CCL2, SerpinA3 and Integrin β1 immunoreactivity in cortical tubers (TSC). A–D. CCL2 immunoreactivity (IR). A. Moderate neuronal IR is observed in histologically normal cortex (CTX; insert), without detectable glial staining. B. Strong IR is observed in cortical tubers (TSC). CCL2 IR is detected in dysplastic neurons of different size and shape (arrows in C), in reactive glial cells (arrow‐heads in C) and in giant cells (arrows in D). E–F. SerpinA3 IR in CTX (E) and TSC (F). E. SerpinA3 IR is not detected in histological normal cortex and white matter (Wm, insert). F. Strong SerpinA3 IR is observed in the cortical tuber, with prominent expression in giant cells (arrows in F and insert a; and insert c, positive giant cell in Wm) as well as in reactive glial cells (insert b: arrow‐heads indicated reactive astrocytes surrounding a negative dysplastic neuron) and inflammatory cells (microglia/macrophages) surrounding blood vessels (arrow‐heads in insert a and insert a').
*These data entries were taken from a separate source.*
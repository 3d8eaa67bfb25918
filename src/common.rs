//! 通用模块，包含错误处理、配置和工具类型

pub mod config;
pub mod errors;
pub mod utils;

pub use self::config::{
    AlgorithmSpec, CipherConfig, CipherHandlePolicy, KeyToolConfig, StorageConfig,
};
pub use self::errors::{Error, ErrorKind, KeyRole, Result};
pub use self::utils::ZeroizingVec;
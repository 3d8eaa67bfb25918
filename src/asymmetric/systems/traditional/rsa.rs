//! `RsaCryptoSystem` 提供了基于 RSA 的非对称加解密功能，
//! 支持 PKCS#1 v1.5 与 OAEP (SHA-256) 两种填充方案。

use crate::asymmetric::algorithm::Padding;
use crate::asymmetric::traits::AsymmetricCryptographicSystem;
use crate::common::errors::{Error, Result};
use crate::common::utils::ZeroizingVec;
use rsa::pkcs1::DecodeRsaPrivateKey;
use rsa::pkcs8::{DecodePrivateKey, DecodePublicKey, EncodePrivateKey, EncodePublicKey};
use rsa::rand_core::OsRng as RsaOsRng;
use rsa::traits::PublicKeyParts;
use rsa::{Oaep, Pkcs1v15Encrypt, RsaPrivateKey, RsaPublicKey};
use sha2::Sha256;

/// 支持的最小密钥长度（位）
pub const MIN_KEY_BITS: usize = 512;
/// 支持的最大密钥长度（位），更大的模数无法通过公钥解析
pub const MAX_KEY_BITS: usize = 4096;

/// RSA加密系统实现
pub struct RsaCryptoSystem;

impl AsymmetricCryptographicSystem for RsaCryptoSystem {
    type PublicKey = RsaPublicKey;
    type PrivateKey = RsaPrivateKey;
    type Padding = Padding;

    const NAME: &'static str = "RSA";

    fn generate_keypair(key_size: usize) -> Result<(Self::PublicKey, Self::PrivateKey)> {
        if !(MIN_KEY_BITS..=MAX_KEY_BITS).contains(&key_size) {
            return Err(Error::InvalidKeySize { bits: key_size });
        }

        let mut rsa_rng = RsaOsRng;
        let private_key = RsaPrivateKey::new(&mut rsa_rng, key_size)
            .map_err(|e| Error::CryptoOperation(format!("failed to generate RSA key: {}", e)))?;
        let public_key = RsaPublicKey::from(&private_key);

        Ok((public_key, private_key))
    }

    fn encrypt(
        public_key: &Self::PublicKey,
        padding: Self::Padding,
        plaintext: &[u8],
    ) -> Result<Vec<u8>> {
        let limit = Self::max_plaintext_len(public_key, padding);
        if plaintext.len() > limit {
            return Err(Error::CryptoOperation(format!(
                "input of {} bytes exceeds the {} byte limit of a {}-bit key with {}",
                plaintext.len(),
                limit,
                Self::key_bits(public_key),
                padding
            )));
        }

        let mut rng = RsaOsRng;
        let ciphertext = match padding {
            Padding::Pkcs1v15 => public_key.encrypt(&mut rng, Pkcs1v15Encrypt, plaintext),
            Padding::OaepSha256 => public_key.encrypt(&mut rng, Oaep::new::<Sha256>(), plaintext),
        };

        ciphertext.map_err(|e| Error::CryptoOperation(format!("RSA encryption failed: {}", e)))
    }

    fn decrypt(
        private_key: &Self::PrivateKey,
        padding: Self::Padding,
        ciphertext: &[u8],
    ) -> Result<Vec<u8>> {
        if ciphertext.len() != private_key.size() {
            return Err(Error::CryptoOperation(format!(
                "ciphertext is {} bytes, expected {} for this key",
                ciphertext.len(),
                private_key.size()
            )));
        }

        let plaintext = match padding {
            Padding::Pkcs1v15 => private_key.decrypt(Pkcs1v15Encrypt, ciphertext),
            Padding::OaepSha256 => private_key.decrypt(Oaep::new::<Sha256>(), ciphertext),
        };

        plaintext.map_err(|e| Error::CryptoOperation(format!("RSA decryption failed: {}", e)))
    }

    fn max_plaintext_len(public_key: &Self::PublicKey, padding: Self::Padding) -> usize {
        public_key.size().saturating_sub(padding.overhead())
    }

    fn key_bits(public_key: &Self::PublicKey) -> usize {
        public_key.n().bits()
    }

    fn export_public_key(public_key: &Self::PublicKey) -> Result<Vec<u8>> {
        let der = public_key
            .to_public_key_der()
            .map_err(|e| Error::KeyFormat(format!("failed to encode RSA public key: {}", e)))?;
        Ok(der.as_bytes().to_vec())
    }

    fn export_private_key(private_key: &Self::PrivateKey) -> Result<ZeroizingVec> {
        let der = private_key
            .to_pkcs8_der()
            .map_err(|e| Error::KeyFormat(format!("failed to encode RSA private key: {}", e)))?;
        Ok(ZeroizingVec(der.as_bytes().to_vec()))
    }

    fn import_public_key(der: &[u8]) -> Result<Self::PublicKey> {
        RsaPublicKey::from_public_key_der(der).map_err(|e| {
            Error::KeyFormat(format!(
                "not an X.509 SubjectPublicKeyInfo RSA public key: {}",
                e
            ))
        })
    }

    fn import_private_key(der: &[u8]) -> Result<Self::PrivateKey> {
        RsaPrivateKey::from_pkcs8_der(der).map_err(|e| {
            if RsaPrivateKey::from_pkcs1_der(der).is_ok() {
                Error::KeyFormat(
                    "PKCS#1 RSA private key given, convert it to PKCS#8 first".to_string(),
                )
            } else {
                Error::KeyFormat(format!("not a PKCS#8 RSA private key: {}", e))
            }
        })
    }
}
G–J. Integrin β1 IR in CTX (G) and TSC (H–J). G. Integrin β1 is only detected in endothelial cells in histological normal cortex (arrows and insert). H. Strong integrin β1 IR is detected in TSC; IR is mainly observed in giant cells (arrows in H–J), while dysplastic neurons have low or undetectable IR (arrow‐heads in H,I). Scale bar in J: A and G: 200 µm, B, E, F, H: 150 µm; C, I, J and inserts in F: 40 µm; D: 80 µm.